The only other person in the universe who had an idea of time that was anywhere close to his own, was someone who time had declared off limits. Being a timelord meant he could feel the fabric of time in his very soul. So when time decided something was off, it was like finding a dropped stitch in a quilt, you try to avoid it. But being so fed up with time telling you what to do, you decide that the quilt is fine the way it is, and that the dropped stitch is nothing that can't be overlooked. So that's what you do, overlook the feeling of wrongness and accept that's its there. A lot easier said than done.
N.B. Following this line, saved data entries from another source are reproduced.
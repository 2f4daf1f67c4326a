// ABOUTME: Integration tests for database bootstrap
// ABOUTME: Verifies migrations, pragmas, and uniqueness-violation detection

use sqlx::sqlite::SqliteConnectOptions;
use sqlx::SqlitePool;
use tagkit_storage::{
    begin_write, connect, connect_with_options, is_unique_violation, DatabaseConfig, StorageError,
};
use tempfile::TempDir;

async fn create_test_db() -> (SqlitePool, TempDir) {
    let temp_dir = TempDir::new().unwrap();
    let pool = connect(&temp_dir.path().join("nested").join("tagging.db"))
        .await
        .unwrap();
    (pool, temp_dir)
}

#[tokio::test]
async fn test_connect_creates_schema() {
    let (pool, _temp_dir) = create_test_db().await;

    let tables: Vec<String> = sqlx::query_scalar(
        "SELECT name FROM sqlite_master WHERE type = 'table' AND name LIKE 'tagging_%' ORDER BY name",
    )
    .fetch_all(&pool)
    .await
    .unwrap();

    assert_eq!(
        tables,
        vec![
            "tagging_tag_groups",
            "tagging_tagged",
            "tagging_tags",
            "tagging_tags_translations",
        ]
    );
}

#[tokio::test]
async fn test_foreign_keys_enabled() {
    let (pool, _temp_dir) = create_test_db().await;

    let enabled: i64 = sqlx::query_scalar("PRAGMA foreign_keys")
        .fetch_one(&pool)
        .await
        .unwrap();
    assert_eq!(enabled, 1);
}

#[tokio::test]
async fn test_duplicate_slug_is_unique_violation() {
    let (pool, _temp_dir) = create_test_db().await;

    let insert = "INSERT INTO tagging_tags (id, name, slug) VALUES (?, ?, ?)";
    sqlx::query(insert)
        .bind("tag-1")
        .bind("Cooking")
        .bind("cooking")
        .execute(&pool)
        .await
        .unwrap();

    let err = sqlx::query(insert)
        .bind("tag-2")
        .bind("COOKING")
        .bind("cooking")
        .execute(&pool)
        .await
        .unwrap_err();

    assert!(is_unique_violation(&err));
    assert!(StorageError::Sqlx(err).is_unique_violation());
    assert!(!StorageError::NotFound("x".to_string()).is_unique_violation());
}

#[tokio::test]
async fn test_negative_count_rejected() {
    let (pool, _temp_dir) = create_test_db().await;

    let result = sqlx::query("INSERT INTO tagging_tags (id, name, slug, count) VALUES ('t', 'T', 't', -1)")
        .execute(&pool)
        .await;
    assert!(result.is_err());
}

#[tokio::test(flavor = "multi_thread", worker_threads = 4)]
async fn test_write_transactions_read_then_write_concurrently() {
    let (pool, _temp_dir) = create_test_db().await;

    let mut handles = Vec::new();
    for i in 0..12 {
        let pool = pool.clone();
        handles.push(tokio::spawn(async move {
            let mut tx = begin_write(&pool).await?;

            let existing: i64 = sqlx::query_scalar("SELECT COUNT(*) FROM tagging_tags")
                .fetch_one(&mut *tx)
                .await?;
            sqlx::query("INSERT INTO tagging_tags (id, name, slug) VALUES (?, ?, ?)")
                .bind(format!("tag-{}", i))
                .bind(format!("Tag {}", existing))
                .bind(format!("tag-{}", i))
                .execute(&mut *tx)
                .await?;

            tx.commit().await?;
            Ok::<_, StorageError>(())
        }));
    }

    for handle in handles {
        handle.await.unwrap().unwrap();
    }

    // Each writer saw every commit before it, so the names are distinct
    let names: Vec<String> = sqlx::query_scalar("SELECT DISTINCT name FROM tagging_tags")
        .fetch_all(&pool)
        .await
        .unwrap();
    assert_eq!(names.len(), 12);
}

#[tokio::test]
async fn test_connect_with_options_applies_pool_settings() {
    let temp_dir = TempDir::new().unwrap();
    let options = SqliteConnectOptions::new()
        .filename(temp_dir.path().join("custom.db"))
        .create_if_missing(true);
    let config = DatabaseConfig {
        max_connections: 2,
        ..DatabaseConfig::default()
    };

    let pool = connect_with_options(options, config).await.unwrap();

    assert_eq!(pool.options().get_max_connections(), 2);
    let journal_mode: String = sqlx::query_scalar("PRAGMA journal_mode")
        .fetch_one(&pool)
        .await
        .unwrap();
    assert_eq!(journal_mode, "wal");
}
So when he had arrived at where the TARDIS had decided he needed to be, he was shocked beyond all belief at what he saw. A man, almost as broken as himself. His clothes spread out in a pool from his body, his arms were like toothpicks, his whole had could fit around his ankle. If you had moved his shirt you'd have been able to count his ribs, and each vertebrate of his spine. His face was hollow, his hair a wild untamable mess. His brain had no thoughts, but he was alive.

Time had said to him, you can't win. So when he decided to go to the one person who had ever beaten time, he found that he wasn't the only one who felt like giving up.

The Doctor rushed over to his friend and listened to his breathing, which had just begun to start up again. He touched his fingers to his forehead and felt all the pain of the being. His body was screaming, wailing, but on deaf ears who had long since forgotten how to translate waves into words. Tears welled up in his eyes as he slipped his hands beneath his knees and his back, lifting up all of 30 pounds. What was left of a man who had been nothing but a plaything of the universe.